When I saw Hundred Days, the audience seemed a little mystified — was this a musical or a concert? Indeed, the New York Theatre Workshop’s production walks that line, as Shaun and Abigail Bengson (the lead singers of the aptly named band the Bengsons) reflect on their unlikely courtship through song. But once you get past worrying about exactly what to call it, Hundred Days tells a captivating, emotionally potent story about how it feels to fall in love — and how it feels to be consumed with fears of losing it. The Bengsons’ music is as exhilarating as ever, and the wince-inducing honesty of their lyrics pairs well with the deeply personal nature of the story they’re sharing. Even if the specifics of their tale are unique to their experience, Hundred Days remains painfully relatable as it circles the question of how we can ever spend enough time with the people we love. It feels a little inaccurate to call the show experimental, but it does — like so many NYTW productions — broaden our perception of what theater can look like. That’s almost always a good thing. And for every patron who felt somehow put off by what they were watching, there were plenty of others who were excited and inspired by experiencing something new.

9. If I Forget

Joan Marcus

To say that Jewish identity is fraught in 2017 is something of an understatement, but Jewish identity is always fraught — it’s kind of our thing. Steven Levenson’s sharp, relentlessly thought-provoking play is about Jewish Americans at a different, still complicated time in our history, the early 2000s.
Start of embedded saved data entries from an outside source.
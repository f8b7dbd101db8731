//! DurableDict: a u64-keyed durable dictionary
//!
//! ## Storage
//!
//! - `committed`: the baseline as of the last commit, never holds tombstones
//! - `working`: sorted edits since then, each a [`Edit::Set`] or an
//!   [`Edit::Remove`] of a committed key
//!
//! An edit that restores the committed value cancels itself, so the overlay
//! only ever holds real changes and `has_changes` is `!working.is_empty()`.
//!
//! ## Persistable Values
//!
//! | Value | Written as |
//! |-------|------------|
//! | `Null` | Null |
//! | `Int` | VarInt |
//! | `ObjRef` | ObjRef |
//! | `Ptr64` | Ptr64 |
//!
//! Other variants can be stored but make `write_pending_diff` fail.

use super::{DirtyNotifier, DurableObject, DurableObjectState, DurableType};
use statejournal_core::{Error, ObjectId, Result, Value};
use statejournal_storage::format::diff_payload::{DiffPayloadReader, DiffPayloadWriter};
use statejournal_storage::ObjectKind;
use std::any::Any;
use std::collections::{BTreeMap, BTreeSet};
use std::io::Write;

/// One pending change
#[derive(Debug, Clone, PartialEq)]
pub enum Edit {
    /// Upsert (an explicit null is `Set(Value::Null)`)
    Set(Value),
    /// Delete a committed key
    Remove,
}

/// Durable dictionary keyed by `u64`
#[derive(Debug)]
pub struct DurableDict {
    object_id: ObjectId,
    state: DurableObjectState,
    committed: BTreeMap<u64, Value>,
    working: BTreeMap<u64, Edit>,
    notifier: Option<DirtyNotifier>,
}

impl DurableDict {
    /// A Clean dictionary holding `committed`, as produced by a loader
    pub fn from_committed(object_id: ObjectId, committed: BTreeMap<u64, Value>) -> Self {
        Self {
            object_id,
            state: DurableObjectState::Clean,
            committed,
            working: BTreeMap::new(),
            notifier: None,
        }
    }

    fn ensure_attached(&self) -> Result<()> {
        if self.state == DurableObjectState::Detached {
            return Err(Error::ObjectDetached {
                object_id: self.object_id,
            });
        }
        Ok(())
    }

    /// Clean → PersistentDirty once the overlay holds something
    fn mark_dirty(&mut self) {
        if self.state == DurableObjectState::Clean && !self.working.is_empty() {
            self.state = DurableObjectState::PersistentDirty;
            if let Some(notifier) = &self.notifier {
                notifier.notify();
            }
        }
    }

    // ========================================================================
    // Reads
    // ========================================================================

    /// Value under `key`, `None` if absent
    pub fn get(&self, key: u64) -> Result<Option<&Value>> {
        self.ensure_attached()?;
        Ok(match self.working.get(&key) {
            Some(Edit::Set(value)) => Some(value),
            Some(Edit::Remove) => None,
            None => self.committed.get(&key),
        })
    }

    /// Cloned value under `key`, `None` if absent
    pub fn try_get_value(&self, key: u64) -> Result<Option<Value>> {
        Ok(self.get(key)?.cloned())
    }

    /// Whether `key` is present
    pub fn contains_key(&self, key: u64) -> Result<bool> {
        Ok(self.get(key)?.is_some())
    }

    /// Number of visible keys
    pub fn len(&self) -> Result<usize> {
        self.ensure_attached()?;
        let mut len = self.committed.len();
        for (key, edit) in &self.working {
            match edit {
                Edit::Set(_) if !self.committed.contains_key(key) => len += 1,
                Edit::Set(_) => {}
                Edit::Remove => len -= 1,
            }
        }
        Ok(len)
    }

    /// True if no key is visible
    pub fn is_empty(&self) -> Result<bool> {
        Ok(self.len()? == 0)
    }

    /// Visible keys in ascending order
    pub fn keys(&self) -> Result<Vec<u64>> {
        Ok(self.entries()?.into_iter().map(|(k, _)| k).collect())
    }

    /// Visible entries in ascending key order
    pub fn entries(&self) -> Result<Vec<(u64, &Value)>> {
        self.ensure_attached()?;
        let mut merged: BTreeMap<u64, &Value> =
            self.committed.iter().map(|(k, v)| (*k, v)).collect();
        for (key, edit) in &self.working {
            match edit {
                Edit::Set(value) => {
                    merged.insert(*key, value);
                }
                Edit::Remove => {
                    merged.remove(key);
                }
            }
        }
        Ok(merged.into_iter().collect())
    }

    /// Pending edits in ascending key order
    pub fn pending_edits(&self) -> Result<&BTreeMap<u64, Edit>> {
        self.ensure_attached()?;
        Ok(&self.working)
    }

    // ========================================================================
    // Writes
    // ========================================================================

    /// Insert or overwrite `key`
    pub fn set(&mut self, key: u64, value: impl Into<Value>) -> Result<()> {
        self.ensure_attached()?;
        let value = value.into();
        if self.committed.get(&key) == Some(&value) {
            self.working.remove(&key);
        } else {
            self.working.insert(key, Edit::Set(value));
        }
        self.mark_dirty();
        Ok(())
    }

    /// Store an explicit null under `key`
    pub fn set_null(&mut self, key: u64) -> Result<()> {
        self.set(key, Value::Null)
    }

    /// Delete `key`, returning whether it was present
    pub fn remove(&mut self, key: u64) -> Result<bool> {
        self.ensure_attached()?;
        let present = self.get(key)?.is_some();
        if self.committed.contains_key(&key) {
            self.working.insert(key, Edit::Remove);
        } else {
            self.working.remove(&key);
        }
        if present {
            self.mark_dirty();
        }
        Ok(present)
    }

    /// Apply a diff payload to a baseline map (Tombstone deletes)
    pub fn apply_diff(baseline: &mut BTreeMap<u64, Value>, payload: &[u8]) -> Result<()> {
        let mut reader = DiffPayloadReader::new(payload)?;
        while let Some(pair) = reader.try_read_next()? {
            match pair.value()? {
                Some(value) => {
                    baseline.insert(pair.key, value);
                }
                None => {
                    baseline.remove(&pair.key);
                }
            }
        }
        Ok(())
    }
}

impl DurableObject for DurableDict {
    fn object_id(&self) -> ObjectId {
        self.object_id
    }

    fn state(&self) -> DurableObjectState {
        self.state
    }

    fn type_name(&self) -> &'static str {
        Self::TYPE_NAME
    }

    fn object_kind(&self) -> ObjectKind {
        ObjectKind::Dict
    }

    fn has_changes(&self) -> Result<bool> {
        self.ensure_attached()?;
        Ok(!self.working.is_empty())
    }

    fn write_pending_diff(&self, out: &mut dyn Write) -> Result<()> {
        self.ensure_attached()?;
        let mut writer = DiffPayloadWriter::new(out);
        for (key, edit) in &self.working {
            match edit {
                Edit::Set(value) => writer.write_value(*key, value)?,
                Edit::Remove => writer.write_tombstone(*key)?,
            }
        }
        writer.complete()?;
        Ok(())
    }

    fn on_commit_succeeded(&mut self) -> Result<()> {
        self.ensure_attached()?;
        for (key, edit) in std::mem::take(&mut self.working) {
            match edit {
                Edit::Set(value) => {
                    self.committed.insert(key, value);
                }
                Edit::Remove => {
                    self.committed.remove(&key);
                }
            }
        }
        self.state = DurableObjectState::Clean;
        Ok(())
    }

    fn on_diff_committed(&mut self, diff: &[u8]) -> Result<()> {
        self.ensure_attached()?;
        let mut baseline = self.committed.clone();
        Self::apply_diff(&mut baseline, diff)?;

        let mut touched: BTreeSet<u64> = self.working.keys().copied().collect();
        let mut reader = DiffPayloadReader::new(diff)?;
        let written = reader.pair_count() > 0;
        while let Some(pair) = reader.try_read_next()? {
            touched.insert(pair.key);
        }

        let mut working = BTreeMap::new();
        for key in touched {
            let visible = match self.working.get(&key) {
                Some(Edit::Set(value)) => Some(value),
                Some(Edit::Remove) => None,
                None => self.committed.get(&key),
            };
            if visible != baseline.get(&key) {
                let edit = match visible {
                    Some(value) => Edit::Set(value.clone()),
                    None => Edit::Remove,
                };
                working.insert(key, edit);
            }
        }

        self.committed = baseline;
        self.working = working;
        self.state = if self.working.is_empty() {
            DurableObjectState::Clean
        } else if written {
            DurableObjectState::PersistentDirty
        } else {
            self.state
        };
        Ok(())
    }

    fn discard_changes(&mut self) {
        match self.state {
            DurableObjectState::Clean | DurableObjectState::Detached => {}
            DurableObjectState::PersistentDirty => {
                self.working.clear();
                self.state = DurableObjectState::Clean;
            }
            DurableObjectState::TransientDirty => {
                self.working.clear();
                self.committed.clear();
                self.state = DurableObjectState::Detached;
            }
        }
    }

    fn attach_notifier(&mut self, notifier: DirtyNotifier) {
        self.notifier = Some(notifier);
    }

    fn as_any(&self) -> &dyn Any {
        self
    }
}

impl DurableType for DurableDict {
    const TYPE_NAME: &'static str = "DurableDict";

    fn new_transient(object_id: ObjectId) -> Self {
        Self {
            object_id,
            state: DurableObjectState::TransientDirty,
            committed: BTreeMap::new(),
            working: BTreeMap::new(),
            notifier: None,
        }
    }
}
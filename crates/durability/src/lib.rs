//! Durability layer for StateJournal
//!
//! This crate implements crash recovery over the meta and data logs:
//! - Meta log scanning up to the first torn frame
//! - Selection of the newest commit whose data is fully present
//! - Truncation of both logs back to that commit

#![warn(missing_docs)]
#![warn(clippy::all)]

pub mod recovery;

pub use recovery::{is_record_valid, recover, recover_logs, scan_meta_log, MetaScan, RecoveryInfo};
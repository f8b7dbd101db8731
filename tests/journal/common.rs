//! Shared helpers for journal integration tests

use statejournal::prelude::*;
use std::sync::Once;

static TRACING: Once = Once::new();

/// Route tracing output to the test harness
pub fn init_tracing() {
    TRACING.call_once(|| {
        let _ = tracing_subscriber::fmt()
            .with_test_writer()
            .with_max_level(tracing::Level::DEBUG)
            .try_init();
    });
}

/// Fresh data and meta logs
pub fn fresh_logs() -> (SharedLog, SharedLog) {
    (MemoryLog::shared(), MemoryLog::shared())
}

/// Workspace writing to both logs
pub fn journal(data: &SharedLog, meta: &SharedLog) -> Workspace {
    init_tracing();
    Workspace::builder()
        .log(data.clone())
        .meta_log(meta.clone())
        .build()
        .unwrap()
}

/// Dict with the given entries, committed
pub fn committed_dict(ws: &Workspace, entries: &[(u64, i64)]) -> Shared<DurableDict> {
    let dict = ws.create_object::<DurableDict>().unwrap();
    {
        let mut guard = dict.write();
        for (key, value) in entries {
            guard.set(*key, *value).unwrap();
        }
    }
    ws.commit().unwrap();
    dict
}
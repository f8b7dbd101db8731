//! Identity map entries live exactly as long as some strong holder

use statejournal::engine::{DirtySet, IdentityMap, ObjectCell};
use statejournal::prelude::*;
use std::collections::BTreeMap;

fn cell(id: u64) -> ObjectCell {
    ObjectCell::new(DurableDict::from_committed(ObjectId::new(id), BTreeMap::new()))
}

#[test]
fn identity_only_entry_vanishes() {
    let mut identity = IdentityMap::new();
    let object = cell(16);
    identity.add(&object).unwrap();
    assert!(identity.try_get(ObjectId::new(16)).is_some());

    drop(object);
    assert!(identity.try_get(ObjectId::new(16)).is_none());
    assert_eq!(identity.len(), 1);
    assert_eq!(identity.cleanup(), 1);
    assert!(identity.is_empty());
}

#[test]
fn dirty_set_keeps_entry_alive_until_removed() {
    let mut identity = IdentityMap::new();
    let mut dirty = DirtySet::new();
    let object = cell(16);
    identity.add(&object).unwrap();
    dirty.add(object);

    assert!(identity.try_get(ObjectId::new(16)).is_some());
    assert_eq!(identity.cleanup(), 0);

    assert!(dirty.remove(ObjectId::new(16)));
    assert!(identity.try_get(ObjectId::new(16)).is_none());
}

#[test]
fn workspace_releases_objects_after_commit() {
    let ws = Workspace::new();
    let dict = ws.create_object::<DurableDict>().unwrap();
    dict.write().set(1, 1).unwrap();
    let id = dict.read().object_id();
    drop(dict);

    // Still dirty, so still resolvable
    let again = ws.load_object::<DurableDict>(id).unwrap();
    drop(again);

    ws.commit().unwrap();
    assert_eq!(ws.cleanup(), 1);
    assert!(ws.load_object::<DurableDict>(id).unwrap_err().is_not_found());
}

#[test]
fn held_object_survives_commit() {
    let ws = Workspace::new();
    let dict = ws.create_object::<DurableDict>().unwrap();
    dict.write().set(1, 1).unwrap();
    let id = dict.read().object_id();
    ws.commit().unwrap();

    assert_eq!(ws.cleanup(), 0);
    let again = ws.load_object::<DurableDict>(id).unwrap();
    assert!(std::sync::Arc::ptr_eq(&again, &dict));
}
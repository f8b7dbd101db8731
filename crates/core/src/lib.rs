//! Core types for StateJournal
//!
//! This crate defines the leaf vocabulary shared by every other crate:
//! - [`ObjectId`]: identity of a durable object inside a workspace
//! - [`ValueType`]: the tag set of the diff payload format and its byte rules
//! - [`Value`]: values stored in durable dictionaries
//! - [`varint`]: LEB128 / ZigZag primitives used by every byte format
//! - [`Error`]: the unified error type

#![warn(missing_docs)]
#![warn(clippy::all)]

pub mod error;
pub mod types;
pub mod value;
pub mod value_type;
pub mod varint;

pub use error::{Error, Result};
pub use types::ObjectId;
pub use value::Value;
pub use value_type::ValueType;
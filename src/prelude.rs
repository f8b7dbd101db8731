//! Convenient imports for StateJournal.
//!
//! ```
//! use statejournal::prelude::*;
//!
//! let ws = Workspace::new();
//! let dict = ws.create_object::<DurableDict>().unwrap();
//! dict.write().set(1, 2).unwrap();
//! ```

// Main entry point
pub use statejournal_engine::{Workspace, WorkspaceBuilder};

// Error handling
pub use statejournal_core::{Error, Result};

// Objects
pub use statejournal_engine::{DurableDict, DurableObject, DurableObjectState, LazyRef, Shared};

// Core types
pub use statejournal_core::{ObjectId, Value};

// Logs
pub use statejournal_storage::{Log, LogSink, LogSource, MemoryLog, SharedLog};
There are a lot of big ideas here, some more compelling than others. They are delivered with passion by characters defined in part by their firmly rooted convictions. In lesser hands, If I Forget could feel like a lecture, but this is an openhearted play that recognizes that there’s some validity to what everyone is saying, even if it’s hard to imagine a compromise. Having strong actors across the board also makes some of the heaviness go down easier, and Jeremy Shamos, Maria Dizzia, Kate Walsh, and the rest of the cast did exceptional work, mining the humor and nuance in Levenson’s script. (It’s been a good year for Shamos, a late addition to the cast of Meteor Shower on Broadway. He’s great in that, too.) I’ve seen a lot of conversation-heavy plays about family drama this year — and, let’s face it, every year — but If I Forget still managed to surprise me.

10. Indecent

Carol Rosegg

I would say that Katrina Lenk was lucky to appear in two of the best shows on Broadway this year, but really those shows — Indecent and The Band’s Visit — have been lucky to have her. She is the kind of performer you can’t take your eyes off of, and she’s one of the many pieces of Indecent that came together to form a distinctive and invigorating theatrical experience. Indecent tells the true story of the controversy surrounding Sholem Asch’s play God of Vengeance, which saw its cast members arrested for obscenity when it was performed on Broadway in 1923. The show is sprawling in its scope, covering several decades of plot and incorporating music, fantasy, and scenes from the provocative God of Vengeance. Playwright Paula Vogel wisely avoided a literal retelling of history, and director Rebecca Taichman — who won a well-deserved Tony for her work — emphasized the show’s theatricality at all times. It was lyrical and heightened: You were fully aware you were watching a play. And so while there was so much to fall in love with in Indecent, what stirred me most was that it could only have worked onstage. Here was a show about the unique power of theater that showcased the unique power of theater, a stunning reminder of the importance of showing rather than telling. I wish Indecent had found more of an audience, but mostly, I’m grateful that it happened.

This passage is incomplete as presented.